— Task —
Repeat word for word every line of the data below, from the first through the line containing "- **Error types**", and stop there.

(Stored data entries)
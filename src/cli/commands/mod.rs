//! CLI command implementations

pub mod delete;
pub mod download;
pub mod formats;
pub mod generate;
pub mod init;
pub mod list;
pub mod validate;

use crate::config::{load_config, MedreportConfig};
use crate::core::service::ReportService;

/// Loads configuration for a command, mapping failures to exit code 2
pub(crate) fn load_config_or_exit(config_path: &str) -> Result<MedreportConfig, i32> {
    match load_config(config_path) {
        Ok(config) => Ok(config),
        Err(e) => {
            println!("❌ Failed to load configuration: {e}");
            println!("   Run 'medreport init' to create a configuration file");
            Err(2)
        }
    }
}

/// Builds the report service, mapping backend failures to exit code 4
pub(crate) async fn build_service(config: &MedreportConfig) -> Result<ReportService, i32> {
    match ReportService::from_config(config).await {
        Ok(service) => Ok(service),
        Err(e) => {
            println!("❌ Failed to initialize storage backend: {e}");
            Err(4)
        }
    }
}
//! Domain models and types for medreport.
//!
//! This module contains the core domain models, types, and business rules.
//!
//! # Overview
//!
//! The domain layer provides:
//! - **Strongly-typed identifiers** ([`ReportId`], [`OwnerId`])
//! - **The report model** ([`Report`], [`ReportStatus`], [`ReportType`],
//!   [`ReportFormat`], [`ReportQuery`])
//! - **Row projections** ([`RowRecord`] and the domain records that produce
//!   them)
//! - **Error types** ([`ReportError`], [`RenderError`], [`StorageError`])
//! - **Result type alias** ([`Result`])
//!
//! # Type Safety
//!
//! Identifiers use the newtype pattern to prevent mixing different id kinds:
//!
//! ```rust
//! use medreport::domain::{OwnerId, ReportId};
//!
//! # fn example() -> Result<(), Box<dyn std::error::Error>> {
//! let report_id = ReportId::new();
//! let owner = OwnerId::new("front-desk")?;
//!
//! // This won't compile - type safety prevents mixing ids
//! // let wrong: ReportId = owner;  // Compile error!
//! # Ok(())
//! # }
//! ```
//!
//! # Lifecycle invariants
//!
//! `Report` status transitions are monotonic
//! (pending -> processing -> completed | failed) and enforced by the
//! `mark_*` methods; a terminal report is immutable except for deletion.

pub mod errors;
pub mod filters;
pub mod ids;
pub mod records;
pub mod report;
pub mod result;
pub mod row;

// Re-export commonly used types for convenience
pub use errors::{RenderError, ReportError, StorageError};
pub use filters::ReportFilters;
pub use ids::{OwnerId, ReportId};
pub use records::{Appointment, ClinicalRecord, Invoice, Patient, Practitioner, Prescription};
pub use report::{Report, ReportFormat, ReportQuery, ReportStatus, ReportType};
pub use result::Result;
pub use row::RowRecord;
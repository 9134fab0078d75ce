//! Report service - main orchestrator for report generation
//!
//! This module coordinates the generation workflow, managing the interaction
//! between the data provider, the strategy factory, the artifact store and
//! the report record store.

use crate::adapters::backend::traits::{ArtifactStore, DataProvider, ReportStore};
use crate::adapters::backend::{create_artifact_store, create_provider_and_store};
use crate::config::MedreportConfig;
use crate::core::artifact::{artifact_path, checksum_bytes};
use crate::core::render::pdf::PdfStrategy;
use crate::core::render::{RenderStrategy, ReportMetadata, StrategyFactory};
use crate::domain::errors::{ReportError, StorageError};
use crate::domain::filters::ReportFilters;
use crate::domain::ids::{OwnerId, ReportId};
use crate::domain::report::{Report, ReportQuery, ReportType};
use crate::domain::Result;
use chrono::Utc;
use std::str::FromStr;
use std::sync::{Arc, RwLock};

/// One report generation request
#[derive(Debug, Clone)]
pub struct GenerateRequest {
    /// Requested report type identifier
    pub report_type: String,

    /// Requested format identifier
    pub format: String,

    /// Caller-supplied filters, passed through to the data provider
    pub filters: ReportFilters,

    /// Owner of the resulting report
    pub owner: OwnerId,

    /// Optional title; defaults to `"<Type> Report"`
    pub title: Option<String>,

    /// Optional description
    pub description: String,
}

/// A downloaded artifact with its serving metadata
#[derive(Debug, Clone)]
pub struct ArtifactDownload {
    /// Suggested filename
    pub filename: String,

    /// MIME content type
    pub content_type: String,

    /// Artifact bytes
    pub bytes: Vec<u8>,
}

/// Report service
///
/// Generation runs synchronously within the calling task: fetch, render and
/// persist complete (or fail) before `generate` returns. Concurrent
/// generations are independent; the only shared state is the backing store,
/// which provides per-record atomicity.
pub struct ReportService {
    provider: Arc<dyn DataProvider>,
    reports: Arc<dyn ReportStore>,
    artifacts: Arc<dyn ArtifactStore>,
    factory: RwLock<StrategyFactory>,
}

impl ReportService {
    /// Create a service from explicit collaborators
    pub fn new(
        provider: Arc<dyn DataProvider>,
        reports: Arc<dyn ReportStore>,
        artifacts: Arc<dyn ArtifactStore>,
        factory: StrategyFactory,
    ) -> Self {
        Self {
            provider,
            reports,
            artifacts,
            factory: RwLock::new(factory),
        }
    }

    /// Create a service from configuration
    ///
    /// Builds the configured backend via the adapter factory and re-registers
    /// the PDF strategy with the deployment's branding.
    pub async fn from_config(config: &MedreportConfig) -> Result<Self> {
        let (provider, reports) = create_provider_and_store(config).await?;
        let artifacts = create_artifact_store(config);

        let mut factory = StrategyFactory::with_builtins();
        factory.register(
            "pdf",
            Arc::new(PdfStrategy::new(
                config.branding.clinic_name.clone(),
                config.branding.footer_text.clone(),
            )),
        );

        Ok(Self::new(provider, reports, artifacts, factory))
    }

    /// Generate a report
    ///
    /// Creates the report record in `pending`, then runs the pipeline:
    /// validate type, fetch rows, resolve strategy, render, persist the
    /// artifact, and mark the record `completed`.
    ///
    /// Every generation-time error (invalid type, unsupported format,
    /// render or storage failure) is recorded on the report, which is left
    /// in `failed` and returned as `Ok` - the caller always receives a
    /// `Report`. Only failures to create or persist the record itself
    /// surface as `Err`.
    pub async fn generate(&self, request: GenerateRequest) -> Result<Report> {
        let mut report = Report::new(
            request.owner,
            request.report_type,
            request.format,
            request.filters,
            request.title,
            request.description,
        );
        self.reports.insert(&report).await?;

        tracing::info!(
            report_id = %report.id,
            report_type = %report.report_type,
            format = %report.format,
            owner = %report.owner,
            "Report generation started"
        );

        match self.run_pipeline(&mut report).await {
            Ok(()) => {
                tracing::info!(
                    report_id = %report.id,
                    record_count = report.record_count,
                    file_size = report.file_size,
                    "Report generation completed"
                );
            }
            Err(e) => {
                tracing::warn!(
                    report_id = %report.id,
                    error = %e,
                    "Report generation failed"
                );
                report.mark_failed(e.to_string())?;
                self.reports.update(&report).await?;
            }
        }

        Ok(report)
    }

    /// The fallible stretch of the generation workflow
    async fn run_pipeline(&self, report: &mut Report) -> Result<()> {
        report.mark_processing()?;
        self.reports.update(report).await?;

        let report_type = ReportType::from_str(&report.report_type)?;
        let rows = self
            .provider
            .fetch_rows(report_type, &report.filters)
            .await?;
        let strategy = self.strategy_for(&report.format)?;

        let metadata = ReportMetadata {
            title: report.title.clone(),
            report_type: report_type.display_name().to_string(),
            description: report.description.clone(),
            generated_at: Utc::now(),
            filters: report.filters.clone(),
            columns: report_type
                .columns()
                .iter()
                .map(|c| c.to_string())
                .collect(),
        };

        let bytes = strategy.generate(&rows, &metadata)?;

        let path = artifact_path(
            report_type.as_str(),
            report.created_at,
            &report.id,
            strategy.file_extension(),
        );
        self.artifacts.write(&path, &bytes).await?;

        let checksum = checksum_bytes(&bytes);
        report.mark_completed(path, bytes.len() as u64, checksum, rows.len() as u64)?;
        self.reports.update(report).await?;
        Ok(())
    }

    /// Fetch one report, enforcing ownership
    ///
    /// # Errors
    ///
    /// `NotFound` when the id is unknown, `Forbidden` when the report
    /// belongs to a different owner.
    pub async fn get(&self, id: &ReportId, owner: &OwnerId) -> Result<Report> {
        let report = self
            .reports
            .get(id)
            .await?
            .ok_or_else(|| ReportError::NotFound(format!("Report {id}")))?;

        if &report.owner != owner {
            return Err(ReportError::Forbidden(format!(
                "Report {id} belongs to another owner"
            )));
        }
        Ok(report)
    }

    /// List the owner's reports, newest first
    pub async fn list(&self, owner: &OwnerId, query: &ReportQuery) -> Result<Vec<Report>> {
        self.reports.list(owner, query).await
    }

    /// Download a report's artifact
    ///
    /// Verifies the stored checksum before returning the bytes. The content
    /// type comes from the currently registered strategy for the report's
    /// format, falling back to `application/octet-stream` when the format
    /// is no longer registered.
    pub async fn download(&self, id: &ReportId, owner: &OwnerId) -> Result<ArtifactDownload> {
        let report = self.get(id, owner).await?;

        let path = report.file_path.clone().ok_or_else(|| {
            ReportError::NotFound(format!("Report {id} has no artifact (status: {})", report.status))
        })?;

        let bytes = self.artifacts.read(&path).await?;

        if let Some(expected) = &report.checksum {
            let actual = checksum_bytes(&bytes);
            if &actual != expected {
                return Err(StorageError::ChecksumMismatch {
                    path,
                    expected: expected.clone(),
                    actual,
                }
                .into());
            }
        }

        let content_type = self
            .strategy_for(&report.format)
            .map(|s| s.content_type().to_string())
            .unwrap_or_else(|_| "application/octet-stream".to_string());

        Ok(ArtifactDownload {
            filename: report.filename(),
            content_type,
            bytes,
        })
    }

    /// Delete a report and its artifact
    ///
    /// # Errors
    ///
    /// `NotFound` when the id is unknown, `Forbidden` on owner mismatch (the
    /// report and artifact are left untouched).
    pub async fn delete(&self, id: &ReportId, owner: &OwnerId) -> Result<()> {
        let report = self.get(id, owner).await?;

        if let Some(path) = &report.file_path {
            self.artifacts.delete(path).await?;
        }
        self.reports.delete(id).await?;

        tracing::info!(report_id = %id, owner = %owner, "Report deleted");
        Ok(())
    }

    /// Register a render strategy, adding or replacing the format
    pub fn register_strategy(&self, format_id: &str, strategy: Arc<dyn RenderStrategy>) {
        if let Ok(mut factory) = self.factory.write() {
            factory.register(format_id, strategy);
        }
    }

    /// Registered format identifiers
    pub fn supported_formats(&self) -> Vec<String> {
        self.factory
            .read()
            .map(|f| f.supported_formats())
            .unwrap_or_default()
    }

    /// Known report type identifiers
    pub fn report_types(&self) -> Vec<&'static str> {
        ReportType::ALL.iter().map(|t| t.as_str()).collect()
    }

    fn strategy_for(&self, format_id: &str) -> Result<Arc<dyn RenderStrategy>> {
        self.factory
            .read()
            .map_err(|_| ReportError::Other("strategy factory lock poisoned".to_string()))?
            .create(format_id)
    }
}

— Output of the task —
filename src/cli/commands/mod.rs
//! CLI command implementations

pub mod delete;
pub mod download;
pub mod formats;
pub mod generate;
pub mod init;
pub mod list;
pub mod validate;

use crate::config::{load_config, MedreportConfig};
use crate::core::service::ReportService;

/// Loads configuration for a command, mapping failures to exit code 2
pub(crate) fn load_config_or_exit(config_path: &str) -> Result<MedreportConfig, i32> {
    match load_config(config_path) {
        Ok(config) => Ok(config),
        Err(e) => {
            println!("❌ Failed to load configuration: {e}");
            println!("   Run 'medreport init' to create a configuration file");
            Err(2)
        }
    }
}

/// Builds the report service, mapping backend failures to exit code 4
pub(crate) async fn build_service(config: &MedreportConfig) -> Result<ReportService, i32> {
    match ReportService::from_config(config).await {
        Ok(service) => Ok(service),
        Err(e) => {
            println!("❌ Failed to initialize storage backend: {e}");
            Err(4)
        }
    }
}
//! Domain models and types for medreport.
//!
//! This module contains the core domain models, types, and business rules.
//!
//! # Overview
//!
//! The domain layer provides:
//! - **Strongly-typed identifiers** ([`ReportId`], [`OwnerId`])
//! - **The report model** ([`Report`], [`ReportStatus`], [`ReportType`],
//!   [`ReportFormat`], [`ReportQuery`])
//! - **Row projections** ([`RowRecord`] and the domain records that produce
//!   them)
//! - **Error types** ([`ReportError`], [`RenderError`], [`StorageError`])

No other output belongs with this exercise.